One thing that's really important to understand when you evaluate people in power is what is the true effect of power corrupting, and what just looks like power corrupting? Because power has certain, weird effects on people. And I highlight four mitigating factors that make power appear to corrupt, when something else is actually going on: Those four I call the problem of dirty hands, the idea of learning, the problem of opportunity, and the problem of scrutiny.
So when it comes to dirty hands, it's the idea that people who are in positions of power often face awful choices; choices where there's only downsides. So you end up inflicting damage because there's no good option. That makes it look like you have dirty hands, when in fact, some of the time at least, the system is providing you with a series of options that are all bad. Your hands are going to get dirty no matter what, and the people who are out of power are the only ones who can keep their hands clean.
The second of learning is this idea that people learn to get good at being bad. If you imagine someone who's already a rotten person, a corrupt person, if you stick them into a position of power, they're not gonna know what they're doing, so they're not gonna be able to inflict harm as easily as somebody who's been in the job for 20 years. And as a result, what ends up happening is if you look at the data of harm that's produced by people in power, it might get worse over time. Not because the person has become worse, but because they've gotten better at being worse.

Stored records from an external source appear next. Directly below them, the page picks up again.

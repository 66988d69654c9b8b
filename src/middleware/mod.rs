// SPDX-License-Identifier: MIT

//! Middleware modules (authentication, security, etc.).

pub mod auth;
pub mod security;

pub use auth::{require_admin, require_auth};
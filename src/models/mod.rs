// SPDX-License-Identifier: MIT

//! Data models for the application.

pub mod event;
pub mod payment;
pub mod registration;
pub mod user;

pub use event::Event;
pub use payment::{Payment, PaymentRequest, RequestStatus};
pub use registration::{Registration, SlotCounts, SLOT_CAPACITY};
pub use user::{Role, User};
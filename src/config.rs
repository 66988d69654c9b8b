// SPDX-License-Identifier: MIT

//! Application configuration loaded from environment variables.

use std::env;

/// Application configuration, loaded once at startup.
#[derive(Debug, Clone)]
pub struct Config {
    /// Frontend URL for CORS and client-facing links
    pub frontend_url: String,
    /// GCP project ID
    pub gcp_project_id: String,
    /// Server port
    pub port: u16,
    /// JWT signing key for session tokens (raw bytes)
    pub jwt_signing_key: Vec<u8>,
    /// WhatsApp number that receives payment-request notifications
    pub admin_whatsapp: String,
}

impl Config {
    /// Load configuration from environment variables.
    ///
    /// For local development, values can be supplied via a `.env` file.
    pub fn from_env() -> Result<Self, ConfigError> {
        dotenvy::dotenv().ok(); // Load .env file if present

        Ok(Self {
            frontend_url: env::var("FRONTEND_URL")
                .unwrap_or_else(|_| "http://localhost:5173".to_string()),
            gcp_project_id: env::var("GCP_PROJECT_ID").unwrap_or_else(|_| "local-dev".to_string()),
            port: env::var("PORT")
                .unwrap_or_else(|_| "8080".to_string())
                .parse()
                .unwrap_or(8080),
            jwt_signing_key: env::var("JWT_SIGNING_KEY")
                .map_err(|_| ConfigError::Missing("JWT_SIGNING_KEY"))?
                .into_bytes(),
            admin_whatsapp: env::var("ADMIN_WHATSAPP")
                .map(|v| v.trim().to_string())
                .map_err(|_| ConfigError::Missing("ADMIN_WHATSAPP"))?,
        })
    }

    /// Default config for testing only.
    pub fn test_default() -> Self {
        Self {
            frontend_url: "http://localhost:5173".to_string(),
            gcp_project_id: "test-project".to_string(),
            port: 8080,
            jwt_signing_key: b"test_jwt_key_32_bytes_minimum!!".to_vec(),
            admin_whatsapp: "2340000000000".to_string(),
        }
    }
}

/// Configuration errors
#[derive(Debug, thiserror::Error)]
pub enum ConfigError {
    #[error("Missing required environment variable: {0}")]
    Missing(&'static str),
}
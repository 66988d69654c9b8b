// SPDX-License-Identifier: MIT

use std::sync::Arc;
use tourney_hub::config::Config;
use tourney_hub::db::FirestoreDb;
use tourney_hub::routes::create_router;
use tourney_hub::AppState;

/// Check if emulator is available via environment variable.
#[allow(dead_code)]
pub fn emulator_available() -> bool {
    std::env::var("FIRESTORE_EMULATOR_HOST").is_ok()
}

/// Skip test with message if emulator not available.
#[macro_export]
macro_rules! require_emulator {
    () => {
        if !crate::common::emulator_available() {
            eprintln!("⚠️  Skipping: FIRESTORE_EMULATOR_HOST not set");
            return;
        }
    };
}

/// Create a test database connection.
#[allow(dead_code)]
pub async fn test_db() -> FirestoreDb {
    FirestoreDb::new("test-project")
        .await
        .expect("Failed to connect to Firestore emulator")
}

/// Create a mock database connection (offline).
#[allow(dead_code)]
pub fn test_db_offline() -> FirestoreDb {
    FirestoreDb::new_mock()
}

/// Create a test app with an offline mock database.
/// Returns the router and the shared state.
#[allow(dead_code)]
pub fn create_test_app() -> (axum::Router, Arc<AppState>) {
    let config = Config::test_default();
    let db = test_db_offline();

    let state = Arc::new(AppState { config, db });

    (create_router(state.clone()), state)
}

/// Create a test app backed by the Firestore emulator.
#[allow(dead_code)]
pub async fn create_emulator_app() -> (axum::Router, Arc<AppState>) {
    let config = Config::test_default();
    let db = test_db().await;

    let state = Arc::new(AppState { config, db });

    (create_router(state.clone()), state)
}

/// Create a session JWT for tests.
#[allow(dead_code)]
pub fn create_test_jwt(uid: &str, email: &str, signing_key: &[u8]) -> String {
    tourney_hub::middleware::auth::create_jwt(uid, email, signing_key)
        .expect("JWT creation should succeed")
}
// SPDX-License-Identifier: MIT

//! Database layer (Firestore).

pub mod firestore;

pub use firestore::FirestoreDb;

/// Collection names as constants.
pub mod collections {
    pub const USERS: &str = "users";
    pub const EVENTS: &str = "events";
    pub const REGISTRATIONS: &str = "registrations";
    pub const PAYMENT_REQUESTS: &str = "payment_requests";
    /// Parent collection of the per-user payment subcollections
    /// (`payments/{uid}/events/{event_id}`)
    pub const PAYMENTS: &str = "payments";
    /// Subcollection holding one payment record per event
    pub const PAYMENT_EVENTS: &str = "events";
    /// Slot occupancy aggregates (keyed by event ID)
    pub const SLOT_COUNTS: &str = "slot_counts";
}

The third mitigating factor is this idea of opportunity. It's the idea that people who are in positions of power just have more chances, more opportunities to harm other people. So it's going to look like they are worse than the rest of us, because if you are the president or prime minister or general or CEO, you're going to have the ability to have your decisions hurt other people.
The fourth mitigating factor is this concept of scrutiny, and it's this idea that actually people in power, although I think they don't get enough scrutiny, still get a lot more scrutiny than the rest of us in terms of journalists looking into them and so on. And indeed, when you see lots of abusive power scandals, this is exactly what's happening. Bernie Madoff was bad from the start. Bernie Madoff's investment fund was always crooked, but only when he started making so much money did people start looking into this. And so it was a question of: Is he under the microscope? There have to be hundreds, maybe thousands of Bernie Madoffs out there who are just escaping scrutiny.
Now, when you put these four together, these four mitigating factors, they teach you a lesson: If you chalk up something to power corrupting, or a broken system attracting the wrong people or something like that, and in fact, what's happening is one of these four phenomena, you're going to come up with the wrong solution because you're gonna misdiagnose what's actually going on.
I'm very clear that we should not simply say, 'Oh, because of these four mitigating factors we should not hold leaders accountable.' We absolutely should, but they're just for us to make smart assessments of what's actually happening around power so we can make better decisions, both in punishing leaders who behave badly, and in fixing systems in the first place.